Personalized Modeling of Alzheimer’s Biomarkers: Toward Digital Twin Generation in Neurological Disorders
Presenter
July 29, 2025
Abstract
Alzheimer’s disease (AD) is increasingly defined not by clinical symptoms alone but by biomarker profiles reflecting amyloid accumulation, tau pathology, and neurodegeneration. While these biomarkers offer powerful diagnostic and prognostic tools, interpreting their complex and heterogeneous trajectories remains a challenge—one that cannot be fully addressed through raw measurements or clinical intuition. In this talk, I will present a personalized mechanistic modeling approach to characterize individual biomarker trajectories in AD. Using longitudinal data from the Alzheimer’s Disease Neuroimaging Initiative (ADNI), we applied a biologically grounded system of ordinary differential equations to model the interactions among amyloid, tau, neurodegeneration, and cognition.
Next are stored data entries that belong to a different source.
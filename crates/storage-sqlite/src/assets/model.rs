//! Database model for assets.

use chrono::NaiveDateTime;
use diesel::prelude::*;
use std::str::FromStr;

use folio_core::assets::{Asset, AssetType};

#[derive(Queryable, Identifiable, Insertable, AsChangeset, Selectable, PartialEq, Debug, Clone)]
#[diesel(table_name = crate::schema::assets)]
#[diesel(check_for_backend(diesel::sqlite::Sqlite))]
pub struct AssetDB {
    pub id: String,
    pub owner_id: String,
    pub symbol: String,
    pub name: Option<String>,
    pub asset_type: String,
    pub created_at: NaiveDateTime,
}

impl From<AssetDB> for Asset {
    fn from(db: AssetDB) -> Self {
        let asset_type = AssetType::from_str(&db.asset_type).unwrap_or_else(|e| {
            log::warn!("{} on asset {}; reading it as OTHER", e, db.id);
            AssetType::Other
        });

        Self {
            id: db.id,
            owner_id: db.owner_id,
            symbol: db.symbol,
            name: db.name,
            asset_type,
            created_at: db.created_at,
        }
    }
}

impl From<Asset> for AssetDB {
    fn from(domain: Asset) -> Self {
        Self {
            id: domain.id,
            owner_id: domain.owner_id,
            symbol: domain.symbol,
            name: domain.name,
            asset_type: domain.asset_type.as_str().to_string(),
            created_at: domain.created_at,
        }
    }
}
Personalization of these models yields digital twins—computational representations of individuals—that can forecast future biomarker evolution and cognitive decline. I will highlight how model parameters reveal distinct endophenotypic subtypes with divergent trajectories, and how this modeling framework outperforms simpler approaches in predicting individual progression. Finally, I will discuss how mechanistic modeling supports in silico simulation of therapeutic interventions, laying the foundation for precision medicine in AD.